When the HDP-CVD process is performed in this manner, the protective layer 110 flattened without voids can be obtained as shown in FIG. 4.

As described above, according to the present invention, after the insulating layer is formed on the metal layer by the HDP-CVD method to suppress the generation of voids, the upper part of the insulating layer by the HDP-CVD method using oxygen gas as the plasma source. To form a protective layer. Therefore, since voids do not occur and thickness uniformity is lowered to ± 5% or less, a protective layer having improved flatness can be obtained, and cracks and metal openings can be prevented.

As described above, although described with reference to a preferred embodiment of the present invention, those skilled in the art will be variously modified without departing from the spirit and scope of the invention described in the claims below.

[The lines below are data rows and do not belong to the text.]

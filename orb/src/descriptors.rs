use crate::image::GrayFloatImage;
use crate::pattern::brief_pattern;
use crate::{Error, KeyPoint, Orb};
use bitarray::BitArray;

#[cfg(feature = "rayon")]
use rayon::prelude::*;

/// A 256-bit rotated BRIEF descriptor.
pub type Descriptor = BitArray<32>;

impl Orb {
    /// Extract descriptors for keypoints detected on one pyramid level.
    ///
    /// Keypoint coordinates are expected in the level's own pixel frame.
    /// Keypoints whose rotated pattern leaves the image are dropped.
    ///
    /// # Arguments
    /// * `smoothed` - the Gaussian-smoothed pyramid level
    /// * `keypoints` - the keypoints detected on that level
    /// # Return value
    /// The surviving keypoints and their descriptors.
    pub fn extract_descriptors(
        &self,
        smoothed: &GrayFloatImage,
        keypoints: &[KeyPoint],
    ) -> (Vec<KeyPoint>, Vec<Descriptor>) {
        #[cfg(not(feature = "rayon"))]
        {
            keypoints
                .iter()
                .filter_map(|&keypoint| {
                    Some((keypoint, self.steered_brief(&keypoint, smoothed).ok()?))
                })
                .unzip()
        }
        #[cfg(feature = "rayon")]
        {
            keypoints
                .par_iter()
                .filter_map(|&keypoint| {
                    Some((keypoint, self.steered_brief(&keypoint, smoothed).ok()?))
                })
                .unzip()
        }
    }

    /// Computes the steered BRIEF descriptor: every pattern pair is rotated by
    /// the keypoint orientation and bit `i` is set when the first point of pair
    /// `i` is darker than the second.
    fn steered_brief(&self, keypoint: &KeyPoint, smoothed: &GrayFloatImage) -> Result<Descriptor, Error> {
        let mut output = BitArray::zeros();
        let (x, y) = keypoint.point;
        let (sin, cos) = keypoint.angle.sin_cos();
        let width = smoothed.width() as isize;
        let height = smoothed.height() as isize;
        let sample = |(px, py): (f32, f32)| -> Result<f32, Error> {
            let sx = (x + px * cos - py * sin).round() as isize;
            let sy = (y + px * sin + py * cos).round() as isize;
            if !(0..width).contains(&sx) || !(0..height).contains(&sy) {
                return Err(Error::SampleOutOfBounds {
                    x: sx,
                    y: sy,
                    width: width as usize,
                    height: height as usize,
                });
            }
            Ok(smoothed.get(sx as usize, sy as usize))
        };
        let bytes = output.bytes_mut();
        for (bit, &(first, second)) in brief_pattern().iter().enumerate() {
            if sample(first)? < sample(second)? {
                bytes[bit >> 3] |= 1 << (bit & 7);
            }
        }
        Ok(output)
    }
}

#[cfg(test)]
mod tests {
    use super::*;
    use image::{GrayImage, Luma};

    fn textured() -> GrayFloatImage {
        let gray = GrayImage::from_fn(80, 80, |x, y| {
            Luma([((x * 37 + y * 91 + (x * y) % 13 * 7) % 251) as u8])
        });
        GrayFloatImage::from_gray(&gray)
    }

    fn keypoint(x: f32, y: f32) -> KeyPoint {
        KeyPoint {
            point: (x, y),
            response: 1.0,
            size: 31.0,
            octave: 0,
            angle: 0.0,
        }
    }

    #[test]
    fn descriptor_is_deterministic() {
        let image = textured();
        let orb = Orb::default();
        let (_, a) = orb.extract_descriptors(&image, &[keypoint(40.0, 40.0)]);
        let (_, b) = orb.extract_descriptors(&image, &[keypoint(40.0, 40.0)]);
        assert_eq!(a.len(), 1);
        assert_eq!(a[0], b[0]);
    }

    #[test]
    fn out_of_bounds_keypoints_are_dropped() {
        let image = textured();
        let (kps, descriptors) =
            Orb::default().extract_descriptors(&image, &[keypoint(2.0, 2.0), keypoint(40.0, 40.0)]);
        assert_eq!(kps.len(), 1);
        assert_eq!(descriptors.len(), 1);
        assert_eq!(kps[0].point, (40.0, 40.0));
    }
}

And can be changed.

Claims (3)

Forming a second metal layer on top of the semiconductor substrate on which at least one first metal line is formed; Patterning the second metal layer to form a second metal line; Forming an insulating layer on the resultant material on which the second metal line is formed by high density plasma chemical vapor deposition; And And forming a protective layer on the insulating layer by a high density plasma chemical vapor deposition using an oxygen plasma source. The method of claim 1, wherein the insulating layer is formed of SiO ₂ or P-TEOS. The method of manufacturing a semiconductor device according to claim 1, wherein the protective layer is formed of either SiON or SiN.